■ Your assignment ■
Output each record below exactly, and include all of them.

■ Data section ■
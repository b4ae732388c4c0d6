//! Custom error types for the mld-reader crate.

use std::fmt;
use thiserror::Error;

/// The two chunk sections of an MLD container.
#[derive(Debug, Clone, Copy, PartialEq, Eq)]
pub enum Section {
    Metadata,
    Tracks,
}

impl fmt::Display for Section {
    fn fmt(&self, f: &mut fmt::Formatter) -> fmt::Result {
        match self {
            Section::Metadata => write!(f, "metadata"),
            Section::Tracks => write!(f, "track"),
        }
    }
}

/// The primary error type for all operations in this crate.
#[derive(Debug, Error)]
pub enum MldError {
    /// An error originating from I/O operations.
    #[error("I/O error: {0}")]
    Io(#[from] std::io::Error),

    /// The buffer does not start with the `melo` marker.
    #[error("Invalid magic: expected \"melo\", found {found:02x?}")]
    InvalidMagic { found: Vec<u8> },

    /// A declared length reaches past the available bytes.
    #[error("Truncated {context}: need {needed} bytes, only {available} available")]
    Truncated {
        context: &'static str,
        needed: usize,
        available: usize,
    },

    /// A carving candidate declares a size above the configured limit.
    #[error("Candidate declares {size} bytes, above the {limit} byte limit")]
    OversizedCandidate { size: u64, limit: u64 },

    /// A chunk tag contains bytes other than lowercase ASCII letters.
    #[error("Invalid chunk tag {bytes:02x?} at offset {offset}")]
    InvalidTag { offset: usize, bytes: Vec<u8> },

    /// Chunk consumption did not land exactly on the section boundary.
    #[error("Misaligned {section} section: expected {expected} bytes, consumed {consumed}")]
    MisalignedSection {
        section: Section,
        expected: i64,
        consumed: i64,
    },

    /// A metadata tag has no known interpretation in strict rendering.
    #[error("Unrecognized metadata field '{tag}'")]
    UnrecognizedField { tag: String },

    /// The buffer has no `vers` tag to rewrite.
    #[error("No 'vers' field found")]
    MissingVersionField,

    /// The `vers` chunk does not hold the 4-byte payload a rewrite expects.
    #[error("'vers' field has size {found}, expected 4")]
    VersionFieldSize { found: usize },

    /// A mutex lock was poisoned, indicating a panic in another thread holding the lock.
    #[error("A mutex lock was poisoned, indicating a panic in another thread holding the lock.")]
    LockPoisoned,
}

impl MldError {
    /// Returns `true` for the errors that reject a candidate container
    /// (as opposed to I/O, rendering or editing failures).
    pub fn is_structural(&self) -> bool {
        matches!(
            self,
            MldError::InvalidMagic { .. }
                | MldError::Truncated { .. }
                | MldError::OversizedCandidate { .. }
                | MldError::InvalidTag { .. }
                | MldError::MisalignedSection { .. }
        )
    }
}

/// A convenience `Result` type alias using the crate's `MldError` type.
pub type Result<T> = std::result::Result<T, MldError>;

■ Completed exercise ■
repository b4ae732388c4c0d6
//! Custom error types for the mld-reader crate.

use std::fmt;
use thiserror::Error;

/// The two chunk sections of an MLD container.
#[derive(Debug, Clone, Copy, PartialEq, Eq)]
pub enum Section {
    Metadata,
    Tracks,
}

impl fmt::Display for Section {
    fn fmt(&self, f: &mut fmt::Formatter) -> fmt::Result {
        match self {
            Section::Metadata => write!(f, "metadata"),
            Section::Tracks => write!(f, "track"),
        }
    }
}

/// The primary error type for all operations in this crate.
#[derive(Debug, Error)]
pub enum MldError {
    /// An error originating from I/O operations.
    #[error("I/O error: {0}")]
    Io(#[from] std::io::Error),

    /// The buffer does not start with the `melo` marker.
    #[error("Invalid magic: expected \"melo\", found {found:02x?}")]
    InvalidMagic { found: Vec<u8> },

    /// A declared length reaches past the available bytes.
    #[error("Truncated {context}: need {needed} bytes, only {available} available")]
    Truncated {
        context: &'static str,
        needed: usize,
        available: usize,
    },

    /// A carving candidate declares a size above the configured limit.
    #[error("Candidate declares {size} bytes, above the {limit} byte limit")]
    OversizedCandidate { size: u64, limit: u64 },

    /// A chunk tag contains bytes other than lowercase ASCII letters.
    #[error("Invalid chunk tag {bytes:02x?} at offset {offset}")]
    InvalidTag { offset: usize, bytes: Vec<u8> },

    /// Chunk consumption did not land exactly on the section boundary.
    #[error("Misaligned {section} section: expected {expected} bytes, consumed {consumed}")]
    MisalignedSection {
        section: Section,
        expected: i64,
        consumed: i64,
    },

    /// A metadata tag has no known interpretation in strict rendering.
    #[error("Unrecognized metadata field '{tag}'")]
    UnrecognizedField { tag: String },

    /// The buffer has no `vers` tag to rewrite.
    #[error("No 'vers' field found")]
    MissingVersionField,

    /// The `vers` chunk does not hold the 4-byte payload a rewrite expects.
    #[error("'vers' field has size {found}, expected 4")]
    VersionFieldSize { found: usize },

    /// A mutex lock was poisoned, indicating a panic in another thread holding the lock.
    #[error("A mutex lock was poisoned, indicating a panic in another thread holding the lock.")]
    LockPoisoned,
}

impl MldError {
    /// Returns `true` for the errors that reject a candidate container
    /// (as opposed to I/O, rendering or editing failures).
    pub fn is_structural(&self) -> bool {
        matches!(
            self,
            MldError::InvalidMagic { .. }
                | MldError::Truncated { .. }
                | MldError::OversizedCandidate { .. }
                | MldError::InvalidTag { .. }
                | MldError::MisalignedSection { .. }
        )
    }
}

/// A convenience `Result` type alias using the crate's `MldError` type.
pub type Result<T> = std::result::Result<T, MldError>;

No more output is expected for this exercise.